To simplify this expression, we use the difference of squares formula: a^2 - b^2 = (a + b)(a - b).
In our case, a = sqrt(3) and b = sqrt(2). Plugging these values into the formula, we get:
(sqrt(3))^2 - (sqrt(2))^2 = (sqrt(3) + sqrt(2))(sqrt(3) - sqrt(2)).
Simplifying further, we have:
3 - 2 = (sqrt(3) + sqrt(2))(sqrt(3) - sqrt(2)).
1 = (sqrt(3) + sqrt(2))(sqrt(3) - sqrt(2)).
Now we can substitute this value back into the original equation:
f(sqrt(3) - sqrt(2)) = x^2 - 3x + 4.
f(1) = x^2 - 3x + 4.
The equation becomes:
x^2 - 3x + 4 = 0.
Now we have a quadratic equation.
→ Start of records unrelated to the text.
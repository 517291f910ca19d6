//! Vireo resolver service daemon.

use anyhow::Result;
use clap::Parser;
use std::str::FromStr;
use tokio::signal;
use tracing::info;
use vireo::log::{self, LogSeverity};
use vireo::service::ResolverService;

/// On-device stub DNS resolver service.
#[derive(Parser, Debug)]
#[command(name = "vireod")]
#[command(author, version, about, long_about = None)]
struct Cli {
    /// Log severity (verbose, debug, info, warning, error).
    #[arg(short = 'l', long, default_value = "info")]
    log_level: String,
}

#[tokio::main]
async fn main() -> Result<()> {
    let cli = Cli::parse();

    let severity = LogSeverity::from_str(&cli.log_level)
        .map_err(|()| anyhow::anyhow!("unknown log level {:?}", cli.log_level))?;
    log::init(severity);

    let service = ResolverService::new();
    info!(version = env!("CARGO_PKG_VERSION"), "vireo resolver service started");

    // The platform control surface drives the service from here on;
    // the daemon just keeps the runtime alive until it is told to go.
    signal::ctrl_c().await?;
    info!("shutdown signal received");
    drop(service);

    Ok(())
}

#[cfg(test)]
mod tests {
    use super::*;

    #[test]
    fn cli_parsing() {
        let cli = Cli::try_parse_from(["vireod"]).unwrap();
        assert_eq!(cli.log_level, "info");

        let cli = Cli::try_parse_from(["vireod", "-l", "debug"]).unwrap();
        assert_eq!(cli.log_level, "debug");
    }
}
To solve it, we can use methods like factoring, completing the square, or using the quadratic formula.
Let's assume we solve it using the quadratic formula:
x = (-b ± sqrt(b^2 - 4ac)) / (2a),
where in our case, a = 1, b = -3, and c = 4.
Plugging in these values, we have:
x = (-(-3) ± sqrt((-3)^2 - 4(1)(4))) / (2(1)),
x = (3 ± sqrt(9 - 16)) / 2,
x = (3 ± sqrt(-7)) / 2.
Since we have a square root of a negative number, the equation does not have any real solutions. Therefore, there is no real value of x that satisfies the equation x^2 - 3x + 4 = 0 after evaluating f(sqrt(3) - sqrt(2)).